* [Your instructions]
The answer must repeat each line of the material exactly.

* [Source data]
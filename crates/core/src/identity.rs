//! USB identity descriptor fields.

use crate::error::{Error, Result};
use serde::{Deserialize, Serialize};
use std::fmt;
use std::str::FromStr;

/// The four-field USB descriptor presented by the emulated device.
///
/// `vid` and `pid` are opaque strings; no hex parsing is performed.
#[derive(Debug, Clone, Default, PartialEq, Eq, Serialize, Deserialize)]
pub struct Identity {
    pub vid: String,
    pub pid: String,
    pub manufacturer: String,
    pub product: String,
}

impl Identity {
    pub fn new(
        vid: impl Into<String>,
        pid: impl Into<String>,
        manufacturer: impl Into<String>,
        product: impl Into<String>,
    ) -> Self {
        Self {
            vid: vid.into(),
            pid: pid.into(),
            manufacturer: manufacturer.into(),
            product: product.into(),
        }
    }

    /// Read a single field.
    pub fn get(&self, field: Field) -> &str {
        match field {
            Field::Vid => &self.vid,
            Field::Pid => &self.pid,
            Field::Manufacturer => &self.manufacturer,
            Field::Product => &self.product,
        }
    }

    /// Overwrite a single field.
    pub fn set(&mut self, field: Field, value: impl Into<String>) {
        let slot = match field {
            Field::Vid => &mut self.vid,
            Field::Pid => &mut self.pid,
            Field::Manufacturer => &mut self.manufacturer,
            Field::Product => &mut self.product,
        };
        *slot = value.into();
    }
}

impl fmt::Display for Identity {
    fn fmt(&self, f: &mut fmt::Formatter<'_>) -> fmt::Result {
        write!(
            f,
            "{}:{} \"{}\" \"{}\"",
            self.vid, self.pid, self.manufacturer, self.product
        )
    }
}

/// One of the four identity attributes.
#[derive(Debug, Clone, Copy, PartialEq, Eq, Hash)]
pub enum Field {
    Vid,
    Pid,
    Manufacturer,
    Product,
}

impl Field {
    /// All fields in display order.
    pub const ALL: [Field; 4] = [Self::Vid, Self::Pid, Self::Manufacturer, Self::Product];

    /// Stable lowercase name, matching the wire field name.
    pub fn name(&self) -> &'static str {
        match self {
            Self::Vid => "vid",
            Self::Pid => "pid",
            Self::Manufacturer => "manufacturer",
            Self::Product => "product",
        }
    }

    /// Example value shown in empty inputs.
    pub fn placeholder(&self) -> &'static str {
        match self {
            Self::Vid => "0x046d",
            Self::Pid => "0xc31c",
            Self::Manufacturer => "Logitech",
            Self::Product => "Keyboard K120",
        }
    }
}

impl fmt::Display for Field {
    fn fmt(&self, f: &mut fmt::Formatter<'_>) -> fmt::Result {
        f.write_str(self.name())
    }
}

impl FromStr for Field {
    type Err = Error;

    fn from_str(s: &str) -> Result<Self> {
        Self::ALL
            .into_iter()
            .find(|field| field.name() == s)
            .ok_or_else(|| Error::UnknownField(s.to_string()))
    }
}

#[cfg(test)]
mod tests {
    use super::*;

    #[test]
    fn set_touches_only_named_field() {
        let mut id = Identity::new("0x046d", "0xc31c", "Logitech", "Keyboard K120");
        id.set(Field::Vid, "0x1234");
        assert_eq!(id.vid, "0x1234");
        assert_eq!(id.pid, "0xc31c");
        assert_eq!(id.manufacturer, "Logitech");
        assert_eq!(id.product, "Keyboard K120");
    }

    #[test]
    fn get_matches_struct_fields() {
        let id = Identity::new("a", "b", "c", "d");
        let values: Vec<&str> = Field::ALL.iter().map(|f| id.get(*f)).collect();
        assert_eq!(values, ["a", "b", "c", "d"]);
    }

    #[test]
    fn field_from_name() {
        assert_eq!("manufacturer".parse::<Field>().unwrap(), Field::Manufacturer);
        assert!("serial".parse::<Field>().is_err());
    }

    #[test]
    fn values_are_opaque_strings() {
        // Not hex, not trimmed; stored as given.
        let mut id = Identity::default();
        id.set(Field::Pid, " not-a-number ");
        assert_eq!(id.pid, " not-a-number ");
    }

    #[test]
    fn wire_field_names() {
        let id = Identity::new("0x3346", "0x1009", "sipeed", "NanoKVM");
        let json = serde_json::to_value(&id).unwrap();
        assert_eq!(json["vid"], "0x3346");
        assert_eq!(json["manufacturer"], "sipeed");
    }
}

* [Solution for this problem]
filename crates/core/src/identity.rs
//! USB identity descriptor fields.

use crate::error::{Error, Result};
use serde::{Deserialize, Serialize};
use std::fmt;
use std::str::FromStr;

/// The four-field USB descriptor presented by the emulated device.
///
/// `vid` and `pid` are opaque strings; no hex parsing is performed.
#[derive(Debug, Clone, Default, PartialEq, Eq, Serialize, Deserialize)]
pub struct Identity {
    pub vid: String,
    pub pid: String,
    pub manufacturer: String,
    pub product: String,
}

impl Identity {
    pub fn new(
        vid: impl Into<String>,
        pid: impl Into<String>,
        manufacturer: impl Into<String>,
        product: impl Into<String>,
    ) -> Self {
        Self {
            vid: vid.into(),
            pid: pid.into(),
            manufacturer: manufacturer.into(),
            product: product.into(),
        }
    }

    /// Read a single field.
    pub fn get(&self, field: Field) -> &str {
        match field {
            Field::Vid => &self.vid,
            Field::Pid => &self.pid,
            Field::Manufacturer => &self.manufacturer,
            Field::Product => &self.product,
        }
    }

    /// Overwrite a single field.
    pub fn set(&mut self, field: Field, value: impl Into<String>) {
        let slot = match field {
            Field::Vid => &mut self.vid,
            Field::Pid => &mut self.pid,
            Field::Manufacturer => &mut self.manufacturer,
            Field::Product => &mut self.product,
        };
        *slot = value.into();
    }
}

impl fmt::Display for Identity {
    fn fmt(&self, f: &mut fmt::Formatter<'_>) -> fmt::Result {
        write!(
            f,
            "{}:{} \"{}\" \"{}\"",
            self.vid, self.pid, self.manufacturer, self.product
        )
    }
}

/// One of the four identity attributes.
#[derive(Debug, Clone, Copy, PartialEq, Eq, Hash)]
pub enum Field {
    Vid,
    Pid,
    Manufacturer,
    Product,
}

impl Field {
    /// All fields in display order.
    pub const ALL: [Field; 4] = [Self::Vid, Self::Pid, Self::Manufacturer, Self::Product];

    /// Stable lowercase name, matching the wire field name.
    pub fn name(&self) -> &'static str {
        match self {
            Self::Vid => "vid",
            Self::Pid => "pid",
            Self::Manufacturer => "manufacturer",
            Self::Product => "product",
        }
    }

    /// Example value shown in empty inputs.
    pub fn placeholder(&self) -> &'static str {
        match self {
            Self::Vid => "0x046d",
            Self::Pid => "0xc31c",
            Self::Manufacturer => "Logitech",
            Self::Product => "Keyboard K120",
        }
    }
}

impl fmt::Display for Field {
    fn fmt(&self, f: &mut fmt::Formatter<'_>) -> fmt::Result {
        f.write_str(self.name())
    }
}

impl FromStr for Field {
    type Err = Error;

    fn from_str(s: &str) -> Result<Self> {
        Self::ALL
            .into_iter()
            .find(|field| field.name() == s)
            .ok_or_else(|| Error::UnknownField(s.to_string()))
    }
}

#[cfg(test)]
mod tests {
    use super::*;

    #[test]
    fn set_touches_only_named_field() {
        let mut id = Identity::new("0x046d", "0xc31c", "Logitech", "Keyboard K120");
        id.set(Field::Vid, "0x1234");
        assert_eq!(id.vid, "0x1234");
        assert_eq!(id.pid, "0xc31c");
        assert_eq!(id.manufacturer, "Logitech");
        assert_eq!(id.product, "Keyboard K120");
    }

    #[test]
    fn get_matches_struct_fields() {
        let id = Identity::new("a", "b", "c", "d");
        let values: Vec<&str> = Field::ALL.iter().map(|f| id.get(*f)).collect();
        assert_eq!(values, ["a", "b", "c", "d"]);
    }

    #[test]
    fn field_from_name() {
        assert_eq!("manufacturer".parse::<Field>().unwrap(), Field::Manufacturer);
        assert!("serial".parse::<Field>().is_err());
    }

    #[test]
    fn values_are_opaque_strings() {
        // Not hex, not trimmed; stored as given.
        let mut id = Identity::default();
        id.set(Field::Pid, " not-a-number ");
        assert_eq!(id.pid, " not-a-number ");
    }

    #[test]
    fn wire_field_names() {
        let id = Identity::new("0x3346", "0x1009", "sipeed", "NanoKVM");
        let json = serde_json::to_value(&id).unwrap();
        assert_eq!(json["vid"], "0x3346");
        assert_eq!(json["manufacturer"], "sipeed");
    }
}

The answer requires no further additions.